La sentence est finalement tombée: Jacques Gagné écope de trois ans et demi de prison pour une arnaque REER commise il y a 10 ans. Il s'agit de la plus importante peine imposée pour évasion fiscale au Canada.

La sentence a été rendue hier au palais de justice de Longueuil. Jacques Gagné a été conduit directement dans un pénitencier fédéral. La sentence suit le verdict de culpabilité prononcé en juillet par la juge Ellen Paré dans un jugement de 88 pages.

Jacques Gagné a permis à 152 contribuables de ne pas déclarer un total de 3,3 millions de dollars, entre 1997 et 1999, ce qui leur a permis d'éviter le paiement de plus de 616 907$ d'impôts au fédéral. L'argent avait été retiré illicitement de leur REER, de leurs régimes de pension agréés (RPA) ou de leur compte de retraite immobilisé (CRI).

La peine de 42 mois est aussi importante que celle imposée à l'ex-avocat lavallois Pierre Boivin, coupable de blanchiment d'argent, il y a quelques années, pour le compte du narcotrafiquant Henri Bertrand. En plus des 42 mois, Jacques Gagné s'est vu imposer une amende équivalente au montant d'impôt éludé, soit de 616 097$.

Jacques Gagné avait monté un stratagème complexe pour inciter les 152 contribuables à investir dans des coquilles présumées admissibles à des placements REER. Ces coquilles vides étaient en fait des entreprises que Jacques Gagné contrôlait et qui n'étaient aucunement admissibles à des placements REER.

Pour inciter les contribuables à investir, Jacques Gagné leur remettait entre 50 et 80% de la somme placée dans les coquilles et se gardait une «commission» de 20 à 50%. Les contribuables y trouvaient leur compte, puisque la somme remise excédait l'impôt qu'ils auraient payé en vidant leur REER. Le hic, c'est que le fisc a découvert l'arnaque et recotisé les participants, devenus des victimes.

Les investisseurs étaient recrutés par l'entremise de petites annonces dans les journaux. Il s'agit de gens qui avaient un besoin urgent de fonds. Jacques Gagné les rassurait quant à l'admissibilité des entreprises aux placements REER en leur présentant des attestations de deux comptables agréés, Gérard Privé et Lucie Lauzon.

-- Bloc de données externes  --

pub mod auth;
pub mod cache;
pub mod catalog;
pub mod domain;
pub mod ports;
pub mod query;
pub mod relevance;
pub mod search;

pub use auth::{Authenticator, LoginOutcome};
pub use cache::ResultCache;
pub use domain::{
    Availability, PartType, Product, SearchOutcome, SearchRequest, SearchSource, Session,
    UserIdentity, VehicleDescriptor,
};
pub use ports::{
    CredentialVerifier, ImageDescriber, PortError, PortResult, ProductSearchProvider,
    RetailerScraper, SessionStore,
};
pub use search::{PartsSearchService, SearchBackends};
//! services/api/src/web/search.rs
//!
//! The parts search endpoints. Both accept the same multipart form; the
//! session-gated one marks its response as premium.

use axum::{
    extract::{multipart::MultipartRejection, Multipart, State},
    Json,
};
use parts_finder_core::domain::{SearchRequest, VehicleDescriptor};
use std::sync::Arc;
use tracing::{info, warn};

use crate::error::ApiError;
use crate::imaging::prepare_for_vision;
use crate::web::rest::{ErrorResponse, SearchResponse};
use crate::web::state::AppState;

const INVALID_IMAGE_MESSAGE: &str = "Invalid image. Use JPG, PNG or WEBP.";

/// The fields of the search form, as submitted.
#[derive(Debug, Default)]
struct SearchForm {
    query: Option<String>,
    vehicle_year: Option<String>,
    vehicle_make: Option<String>,
    vehicle_model: Option<String>,
    image: Option<Vec<u8>>,
}

impl SearchForm {
    async fn read(mut multipart: Multipart) -> Result<Self, ApiError> {
        let mut form = SearchForm::default();

        while let Some(field) = multipart.next_field().await.map_err(|e| {
            warn!("Failed to read multipart field: {}", e);
            ApiError::InvalidInput("Invalid form data".to_string())
        })? {
            let name = field.name().unwrap_or_default().to_string();
            if name == "image" {
                let bytes = field.bytes().await.map_err(|e| {
                    warn!("Failed to read uploaded image: {}", e);
                    ApiError::InvalidInput("Invalid form data".to_string())
                })?;
                // Browsers send an empty part when no file was chosen.
                if !bytes.is_empty() {
                    form.image = Some(bytes.to_vec());
                }
                continue;
            }

            let text = field.text().await.map_err(|e| {
                warn!("Failed to read form field '{}': {}", name, e);
                ApiError::InvalidInput("Invalid form data".to_string())
            })?;
            match name.as_str() {
                "query" => form.query = Some(text),
                "vehicle_year" => form.vehicle_year = Some(text),
                "vehicle_make" => form.vehicle_make = Some(text),
                "vehicle_model" => form.vehicle_model = Some(text),
                _ => {}
            }
        }

        Ok(form)
    }
}

/// Validates the upload and converts it to a bounded RGB JPEG on the blocking pool.
async fn normalize_upload(bytes: Vec<u8>) -> Result<Vec<u8>, ApiError> {
    tokio::task::spawn_blocking(move || prepare_for_vision(&bytes))
        .await
        .map_err(|e| ApiError::Internal(format!("Image task failed: {}", e)))?
        .map_err(|e| {
            info!("Rejected uploaded image: {}", e);
            ApiError::InvalidInput(INVALID_IMAGE_MESSAGE.to_string())
        })
}

/// Reads the form, validates it, runs the search and shapes the response.
async fn run_search(
    state: &AppState,
    multipart: Result<Multipart, MultipartRejection>,
    premium: bool,
) -> Result<Json<SearchResponse>, ApiError> {
    let multipart = multipart.map_err(|e| {
        info!("Rejected search request: {}", e);
        ApiError::InvalidInput("Send the search as multipart form data".to_string())
    })?;
    let form = SearchForm::read(multipart).await?;

    let image = match form.image {
        Some(bytes) => Some(normalize_upload(bytes).await?),
        None => None,
    };

    let vehicle = VehicleDescriptor::from_fields(
        form.vehicle_year.as_deref(),
        form.vehicle_make.as_deref(),
        form.vehicle_model.as_deref(),
    );
    let query = form.query.as_deref().unwrap_or_default().trim().to_string();
    let has_image = image.is_some();

    let outcome = state
        .search
        .search(SearchRequest {
            query: Some(query.clone()),
            image,
            vehicle: vehicle.clone(),
        })
        .await?;

    info!(
        "Search '{}' returned {} products from {}",
        outcome.effective_query,
        outcome.products.len(),
        outcome.source
    );

    Ok(Json(SearchResponse::from_outcome(
        outcome,
        query,
        has_image,
        vehicle.as_ref(),
        premium,
    )))
}

//=========================================================================================
// Handlers
//=========================================================================================

/// POST /api/search-parts-public - Search without an account
#[utoipa::path(
    post,
    path = "/api/search-parts-public",
    request_body(
        content_type = "multipart/form-data",
        description = "Fields: query, vehicle_year, vehicle_make, vehicle_model, image"
    ),
    responses(
        (status = 200, description = "Search results", body = SearchResponse),
        (status = 400, description = "No query or image, or a bad image", body = ErrorResponse),
        (status = 500, description = "Internal server error", body = ErrorResponse)
    )
)]
pub async fn search_parts_public_handler(
    State(state): State<Arc<AppState>>,
    multipart: Result<Multipart, MultipartRejection>,
) -> Result<Json<SearchResponse>, ApiError> {
    run_search(&state, multipart, false).await
}

/// POST /api/search-parts - Search for logged-in users
#[utoipa::path(
    post,
    path = "/api/search-parts",
    request_body(
        content_type = "multipart/form-data",
        description = "Fields: query, vehicle_year, vehicle_make, vehicle_model, image"
    ),
    responses(
        (status = 200, description = "Search results marked premium", body = SearchResponse),
        (status = 400, description = "No query or image, or a bad image", body = ErrorResponse),
        (status = 401, description = "Not logged in", body = ErrorResponse),
        (status = 500, description = "Internal server error", body = ErrorResponse)
    )
)]
pub async fn search_parts_handler(
    State(state): State<Arc<AppState>>,
    multipart: Result<Multipart, MultipartRejection>,
) -> Result<Json<SearchResponse>, ApiError> {
    run_search(&state, multipart, true).await
}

Ces deux comptables n'ont pas été accusés. Ils ont plutôt servi de témoins pour l'avocat de la poursuite, François Lanthier. Pour chaque dossier, ils facturaient 50$ pour un travail qui leur prenait une quinzaine de minutes.

Les coquilles vides, appelées Servitek 2000, Educamax et Services financiers Mackenzie, entre autres, ont été vendues à des entreprises des Bahamas lorsque le fisc a commencé à s'y intéresser, à la fin des années 2000.

Jacques Gagné sera admissible à une libération conditionnelle au sixième de sa peine de 42 mois. Il a porté la cause en appel et demandé sa mise en liberté en attendant.

L'Agence du revenu du Canada n'est pas le seul organisme à avoir maille à partir avec Jacques Gagné. Depuis 2005, le financier est ciblé par l'Autorité des marchés financiers (AMF) pour pratique illégale de courtier. En 2008, l'AMF a intenté une poursuite contre Jacques Gagné pour des agissements entre 2003 et 2005 qui touchent huit contribuables. Elle réclame des amendes de 813 000$.

Essentiellement, l'enquête de l'AMF a démontré, elle aussi, que Jacques Gagné a incité des investisseurs à placer leur REER ou leur CRI de façon illicite. Depuis 2005, certains des comptes liés à Jacques Gagné et à sa conjointe, Martine Gravel, sont bloqués. Les deux se sont également vu interdire toute opération sur valeur. Le procès de Jacques Gagné dans le dossier de l'AMF aura lieu à la fin de novembre.